## Exercise
Go through the records and extract every line with the word "models".

[Dataset items]
=-=-=-=-=

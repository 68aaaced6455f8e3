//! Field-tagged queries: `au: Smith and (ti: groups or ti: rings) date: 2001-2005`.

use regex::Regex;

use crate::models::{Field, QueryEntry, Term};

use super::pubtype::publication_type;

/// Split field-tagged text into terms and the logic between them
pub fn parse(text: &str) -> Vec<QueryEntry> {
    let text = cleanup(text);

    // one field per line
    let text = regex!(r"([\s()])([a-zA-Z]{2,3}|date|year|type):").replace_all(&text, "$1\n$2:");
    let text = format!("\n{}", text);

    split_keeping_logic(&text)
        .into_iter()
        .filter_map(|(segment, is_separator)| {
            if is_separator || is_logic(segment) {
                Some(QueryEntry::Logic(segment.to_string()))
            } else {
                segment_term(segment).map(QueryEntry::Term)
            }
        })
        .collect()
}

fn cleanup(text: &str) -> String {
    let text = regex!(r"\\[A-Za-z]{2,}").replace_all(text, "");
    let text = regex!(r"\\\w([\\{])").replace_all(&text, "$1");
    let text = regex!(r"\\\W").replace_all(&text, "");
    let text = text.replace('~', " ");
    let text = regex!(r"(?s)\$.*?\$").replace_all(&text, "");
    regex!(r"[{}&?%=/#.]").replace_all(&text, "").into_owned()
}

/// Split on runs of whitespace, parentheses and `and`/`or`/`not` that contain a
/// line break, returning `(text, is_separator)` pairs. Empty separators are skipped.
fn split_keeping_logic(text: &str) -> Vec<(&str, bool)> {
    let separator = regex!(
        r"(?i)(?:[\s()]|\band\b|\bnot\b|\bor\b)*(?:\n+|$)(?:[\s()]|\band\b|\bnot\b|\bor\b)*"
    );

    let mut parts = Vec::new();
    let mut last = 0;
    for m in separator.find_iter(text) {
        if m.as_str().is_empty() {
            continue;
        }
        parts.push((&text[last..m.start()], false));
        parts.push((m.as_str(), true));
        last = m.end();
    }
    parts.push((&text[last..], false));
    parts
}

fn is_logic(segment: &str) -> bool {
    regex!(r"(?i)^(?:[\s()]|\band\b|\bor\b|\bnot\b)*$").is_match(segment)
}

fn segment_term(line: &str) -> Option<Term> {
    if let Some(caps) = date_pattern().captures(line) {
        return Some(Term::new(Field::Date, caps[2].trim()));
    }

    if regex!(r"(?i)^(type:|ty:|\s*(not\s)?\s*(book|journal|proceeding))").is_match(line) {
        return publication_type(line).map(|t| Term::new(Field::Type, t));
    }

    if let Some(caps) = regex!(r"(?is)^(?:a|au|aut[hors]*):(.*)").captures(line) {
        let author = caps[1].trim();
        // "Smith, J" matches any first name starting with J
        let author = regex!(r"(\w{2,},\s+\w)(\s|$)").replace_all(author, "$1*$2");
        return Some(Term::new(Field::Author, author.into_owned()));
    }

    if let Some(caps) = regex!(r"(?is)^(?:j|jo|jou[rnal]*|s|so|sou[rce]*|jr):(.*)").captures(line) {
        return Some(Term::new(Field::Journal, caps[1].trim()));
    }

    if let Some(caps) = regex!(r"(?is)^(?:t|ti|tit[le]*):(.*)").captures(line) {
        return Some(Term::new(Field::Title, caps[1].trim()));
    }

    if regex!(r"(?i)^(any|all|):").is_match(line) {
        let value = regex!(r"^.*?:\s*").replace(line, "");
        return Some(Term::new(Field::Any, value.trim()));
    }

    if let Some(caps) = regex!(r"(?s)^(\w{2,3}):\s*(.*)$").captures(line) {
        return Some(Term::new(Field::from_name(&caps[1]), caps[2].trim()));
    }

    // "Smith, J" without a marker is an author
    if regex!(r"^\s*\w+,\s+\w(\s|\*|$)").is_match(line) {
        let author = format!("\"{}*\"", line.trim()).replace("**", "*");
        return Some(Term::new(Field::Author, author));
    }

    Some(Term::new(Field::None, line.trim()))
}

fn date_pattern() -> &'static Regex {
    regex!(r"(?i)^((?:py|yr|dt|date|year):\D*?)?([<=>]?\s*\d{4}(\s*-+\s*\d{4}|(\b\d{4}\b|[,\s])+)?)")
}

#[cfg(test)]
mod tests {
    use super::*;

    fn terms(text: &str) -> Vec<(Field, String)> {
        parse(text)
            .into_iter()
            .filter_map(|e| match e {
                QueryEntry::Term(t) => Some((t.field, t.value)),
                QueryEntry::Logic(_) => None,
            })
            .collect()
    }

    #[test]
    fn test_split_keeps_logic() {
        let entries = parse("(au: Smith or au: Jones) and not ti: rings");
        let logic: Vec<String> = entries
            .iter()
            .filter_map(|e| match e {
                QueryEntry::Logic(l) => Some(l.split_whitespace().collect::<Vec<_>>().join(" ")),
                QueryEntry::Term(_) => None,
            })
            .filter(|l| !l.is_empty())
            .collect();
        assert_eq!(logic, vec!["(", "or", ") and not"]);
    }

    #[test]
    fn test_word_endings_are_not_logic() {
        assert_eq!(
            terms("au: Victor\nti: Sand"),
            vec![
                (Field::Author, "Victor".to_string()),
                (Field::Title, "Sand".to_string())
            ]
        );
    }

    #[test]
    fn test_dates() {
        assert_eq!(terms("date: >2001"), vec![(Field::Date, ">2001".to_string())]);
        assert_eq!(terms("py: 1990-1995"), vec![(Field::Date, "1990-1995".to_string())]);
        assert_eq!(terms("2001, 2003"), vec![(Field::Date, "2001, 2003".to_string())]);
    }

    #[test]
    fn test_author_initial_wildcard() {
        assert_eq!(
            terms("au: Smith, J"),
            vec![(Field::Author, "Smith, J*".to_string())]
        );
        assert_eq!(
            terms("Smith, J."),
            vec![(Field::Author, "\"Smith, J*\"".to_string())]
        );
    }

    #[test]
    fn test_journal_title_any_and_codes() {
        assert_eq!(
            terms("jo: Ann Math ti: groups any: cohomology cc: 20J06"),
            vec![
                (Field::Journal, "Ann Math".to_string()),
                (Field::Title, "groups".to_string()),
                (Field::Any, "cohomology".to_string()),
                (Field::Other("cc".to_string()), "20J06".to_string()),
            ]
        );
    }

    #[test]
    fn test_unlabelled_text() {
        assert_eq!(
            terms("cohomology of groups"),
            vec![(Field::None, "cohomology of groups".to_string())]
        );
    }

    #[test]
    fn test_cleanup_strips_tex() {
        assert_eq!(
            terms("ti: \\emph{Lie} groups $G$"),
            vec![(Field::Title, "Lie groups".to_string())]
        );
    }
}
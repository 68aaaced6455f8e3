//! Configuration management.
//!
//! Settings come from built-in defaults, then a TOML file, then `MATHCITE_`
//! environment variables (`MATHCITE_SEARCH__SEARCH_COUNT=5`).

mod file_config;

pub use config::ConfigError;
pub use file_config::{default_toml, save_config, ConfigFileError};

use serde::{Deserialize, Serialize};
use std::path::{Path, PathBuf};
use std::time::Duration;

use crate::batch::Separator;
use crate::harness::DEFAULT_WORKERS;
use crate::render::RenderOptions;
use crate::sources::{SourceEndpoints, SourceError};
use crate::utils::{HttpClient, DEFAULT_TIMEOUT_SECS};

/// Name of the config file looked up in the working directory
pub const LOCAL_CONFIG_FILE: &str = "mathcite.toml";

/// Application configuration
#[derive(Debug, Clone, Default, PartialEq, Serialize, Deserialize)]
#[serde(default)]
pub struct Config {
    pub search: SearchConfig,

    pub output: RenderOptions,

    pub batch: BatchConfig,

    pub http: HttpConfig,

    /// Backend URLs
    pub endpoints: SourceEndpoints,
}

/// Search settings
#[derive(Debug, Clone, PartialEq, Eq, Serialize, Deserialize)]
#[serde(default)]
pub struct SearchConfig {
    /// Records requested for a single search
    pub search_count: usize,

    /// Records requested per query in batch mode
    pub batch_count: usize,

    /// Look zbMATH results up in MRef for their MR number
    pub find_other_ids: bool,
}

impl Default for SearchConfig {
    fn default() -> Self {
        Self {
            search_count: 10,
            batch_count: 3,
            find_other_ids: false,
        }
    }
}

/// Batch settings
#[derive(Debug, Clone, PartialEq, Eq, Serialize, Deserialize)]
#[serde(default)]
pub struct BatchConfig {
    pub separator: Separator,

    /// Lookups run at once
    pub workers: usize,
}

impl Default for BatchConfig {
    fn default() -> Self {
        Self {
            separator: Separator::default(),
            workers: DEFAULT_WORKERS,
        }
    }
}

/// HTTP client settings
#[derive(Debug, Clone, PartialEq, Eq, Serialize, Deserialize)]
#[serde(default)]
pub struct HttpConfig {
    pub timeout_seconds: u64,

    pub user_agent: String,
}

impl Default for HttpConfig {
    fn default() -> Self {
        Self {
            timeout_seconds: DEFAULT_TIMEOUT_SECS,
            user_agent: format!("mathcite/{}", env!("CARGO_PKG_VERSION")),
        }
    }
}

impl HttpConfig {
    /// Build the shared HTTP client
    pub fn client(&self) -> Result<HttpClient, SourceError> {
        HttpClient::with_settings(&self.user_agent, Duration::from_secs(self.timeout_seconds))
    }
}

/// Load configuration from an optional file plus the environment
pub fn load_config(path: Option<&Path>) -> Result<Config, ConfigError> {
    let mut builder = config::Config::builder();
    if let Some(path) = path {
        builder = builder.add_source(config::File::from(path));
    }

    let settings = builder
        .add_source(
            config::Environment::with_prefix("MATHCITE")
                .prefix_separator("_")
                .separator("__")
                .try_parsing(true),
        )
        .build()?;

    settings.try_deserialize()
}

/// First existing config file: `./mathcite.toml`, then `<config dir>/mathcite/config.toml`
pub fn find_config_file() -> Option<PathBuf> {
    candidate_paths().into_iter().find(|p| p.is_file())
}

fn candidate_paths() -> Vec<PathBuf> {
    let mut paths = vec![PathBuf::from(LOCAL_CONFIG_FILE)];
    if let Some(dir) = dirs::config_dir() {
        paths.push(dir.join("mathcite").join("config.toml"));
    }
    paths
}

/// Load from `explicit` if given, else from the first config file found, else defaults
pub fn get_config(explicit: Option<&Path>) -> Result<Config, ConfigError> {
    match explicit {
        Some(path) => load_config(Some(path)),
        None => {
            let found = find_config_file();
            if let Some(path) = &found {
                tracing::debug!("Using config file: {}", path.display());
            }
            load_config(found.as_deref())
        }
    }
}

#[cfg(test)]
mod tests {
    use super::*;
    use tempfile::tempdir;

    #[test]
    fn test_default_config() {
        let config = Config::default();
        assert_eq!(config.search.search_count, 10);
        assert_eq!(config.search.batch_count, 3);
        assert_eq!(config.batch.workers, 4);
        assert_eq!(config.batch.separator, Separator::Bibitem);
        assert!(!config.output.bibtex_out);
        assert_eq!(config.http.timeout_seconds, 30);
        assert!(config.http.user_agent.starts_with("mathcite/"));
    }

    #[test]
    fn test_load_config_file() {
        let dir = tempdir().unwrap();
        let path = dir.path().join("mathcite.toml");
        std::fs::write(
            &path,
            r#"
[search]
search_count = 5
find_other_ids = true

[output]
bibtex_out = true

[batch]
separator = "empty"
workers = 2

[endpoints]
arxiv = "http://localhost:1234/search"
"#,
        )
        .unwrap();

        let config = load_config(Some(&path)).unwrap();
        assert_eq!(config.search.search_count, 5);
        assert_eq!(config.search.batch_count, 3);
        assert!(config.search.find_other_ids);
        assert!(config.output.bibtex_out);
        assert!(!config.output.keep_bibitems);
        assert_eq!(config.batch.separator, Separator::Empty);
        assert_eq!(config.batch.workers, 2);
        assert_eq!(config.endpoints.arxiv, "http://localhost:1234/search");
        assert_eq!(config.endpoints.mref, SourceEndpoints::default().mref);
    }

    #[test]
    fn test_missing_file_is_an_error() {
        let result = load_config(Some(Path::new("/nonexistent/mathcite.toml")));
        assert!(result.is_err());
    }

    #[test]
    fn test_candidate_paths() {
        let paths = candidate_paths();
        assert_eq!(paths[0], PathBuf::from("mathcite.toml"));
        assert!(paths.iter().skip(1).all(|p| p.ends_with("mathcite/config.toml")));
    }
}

=-=-=-=-=

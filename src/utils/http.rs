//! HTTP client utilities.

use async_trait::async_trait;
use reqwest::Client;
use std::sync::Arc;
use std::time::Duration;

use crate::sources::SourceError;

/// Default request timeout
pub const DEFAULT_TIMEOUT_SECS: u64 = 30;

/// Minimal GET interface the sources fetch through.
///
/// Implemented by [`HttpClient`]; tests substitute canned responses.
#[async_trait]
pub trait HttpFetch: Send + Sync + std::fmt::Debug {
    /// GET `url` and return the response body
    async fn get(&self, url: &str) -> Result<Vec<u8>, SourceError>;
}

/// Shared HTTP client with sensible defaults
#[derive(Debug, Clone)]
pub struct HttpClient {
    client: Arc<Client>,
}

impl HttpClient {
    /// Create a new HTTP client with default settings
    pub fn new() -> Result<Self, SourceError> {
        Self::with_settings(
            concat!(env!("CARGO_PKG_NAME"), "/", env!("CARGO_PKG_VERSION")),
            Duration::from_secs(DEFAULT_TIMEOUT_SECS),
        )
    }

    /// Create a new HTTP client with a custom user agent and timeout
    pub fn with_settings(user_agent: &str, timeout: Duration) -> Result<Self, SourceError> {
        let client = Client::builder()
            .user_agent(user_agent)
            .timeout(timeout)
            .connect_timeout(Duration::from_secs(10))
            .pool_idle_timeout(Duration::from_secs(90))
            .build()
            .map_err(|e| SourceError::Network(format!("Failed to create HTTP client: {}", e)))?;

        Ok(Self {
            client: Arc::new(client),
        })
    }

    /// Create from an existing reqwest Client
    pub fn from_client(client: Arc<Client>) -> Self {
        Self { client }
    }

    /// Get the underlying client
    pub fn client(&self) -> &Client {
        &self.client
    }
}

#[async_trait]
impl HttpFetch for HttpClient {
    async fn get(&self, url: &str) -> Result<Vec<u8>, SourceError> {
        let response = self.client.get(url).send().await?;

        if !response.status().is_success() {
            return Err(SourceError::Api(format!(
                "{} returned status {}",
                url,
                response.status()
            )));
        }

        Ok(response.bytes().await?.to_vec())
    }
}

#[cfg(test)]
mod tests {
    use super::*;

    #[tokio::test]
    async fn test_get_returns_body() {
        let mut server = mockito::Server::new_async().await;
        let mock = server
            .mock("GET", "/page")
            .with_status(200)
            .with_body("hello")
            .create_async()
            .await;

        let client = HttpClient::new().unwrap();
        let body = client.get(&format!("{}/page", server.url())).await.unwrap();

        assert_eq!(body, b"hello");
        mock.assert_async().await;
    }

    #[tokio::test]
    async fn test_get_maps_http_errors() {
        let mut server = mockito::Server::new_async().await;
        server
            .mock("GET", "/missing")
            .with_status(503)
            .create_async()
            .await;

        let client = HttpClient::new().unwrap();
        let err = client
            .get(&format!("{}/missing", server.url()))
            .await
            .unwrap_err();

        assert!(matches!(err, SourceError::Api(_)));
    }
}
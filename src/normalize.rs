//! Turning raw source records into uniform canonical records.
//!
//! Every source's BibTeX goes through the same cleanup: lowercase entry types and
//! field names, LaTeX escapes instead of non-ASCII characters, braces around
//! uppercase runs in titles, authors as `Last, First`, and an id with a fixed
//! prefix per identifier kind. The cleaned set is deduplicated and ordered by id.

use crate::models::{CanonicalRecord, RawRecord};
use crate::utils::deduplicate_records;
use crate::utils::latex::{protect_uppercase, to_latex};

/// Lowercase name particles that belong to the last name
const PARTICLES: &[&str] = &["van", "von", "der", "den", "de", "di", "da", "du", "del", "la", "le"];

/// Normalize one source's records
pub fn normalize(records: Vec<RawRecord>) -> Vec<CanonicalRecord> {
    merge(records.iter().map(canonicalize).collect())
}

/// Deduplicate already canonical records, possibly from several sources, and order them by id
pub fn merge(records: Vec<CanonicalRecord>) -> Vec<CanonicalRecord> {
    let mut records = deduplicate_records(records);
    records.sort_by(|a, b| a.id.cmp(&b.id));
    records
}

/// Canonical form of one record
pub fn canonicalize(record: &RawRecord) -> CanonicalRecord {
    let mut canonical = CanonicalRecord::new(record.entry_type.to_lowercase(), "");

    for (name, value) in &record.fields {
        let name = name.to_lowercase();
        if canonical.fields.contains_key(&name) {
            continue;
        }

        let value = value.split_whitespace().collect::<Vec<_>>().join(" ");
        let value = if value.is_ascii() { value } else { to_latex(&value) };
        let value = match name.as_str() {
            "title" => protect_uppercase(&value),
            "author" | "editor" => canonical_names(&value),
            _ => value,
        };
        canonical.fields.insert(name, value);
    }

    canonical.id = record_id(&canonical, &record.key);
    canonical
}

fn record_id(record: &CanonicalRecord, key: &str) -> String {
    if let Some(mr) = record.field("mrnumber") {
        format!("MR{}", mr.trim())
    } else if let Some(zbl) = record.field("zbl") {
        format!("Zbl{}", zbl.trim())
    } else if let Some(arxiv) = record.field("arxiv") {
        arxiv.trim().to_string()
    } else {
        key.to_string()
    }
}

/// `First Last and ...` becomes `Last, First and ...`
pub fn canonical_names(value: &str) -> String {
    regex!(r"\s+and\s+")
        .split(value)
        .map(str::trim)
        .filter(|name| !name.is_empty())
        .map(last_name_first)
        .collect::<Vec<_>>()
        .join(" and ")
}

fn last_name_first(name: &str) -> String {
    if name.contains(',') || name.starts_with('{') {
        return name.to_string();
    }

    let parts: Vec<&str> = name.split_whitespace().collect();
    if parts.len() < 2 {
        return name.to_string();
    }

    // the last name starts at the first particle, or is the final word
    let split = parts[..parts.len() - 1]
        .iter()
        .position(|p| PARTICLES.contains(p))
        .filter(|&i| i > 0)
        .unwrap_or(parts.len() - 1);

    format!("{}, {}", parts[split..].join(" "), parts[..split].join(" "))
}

=-=-=-=-=

## Answer
use crate::models::{Field, QueryEntry, Term};
use crate::models::{CanonicalRecord, RawRecord};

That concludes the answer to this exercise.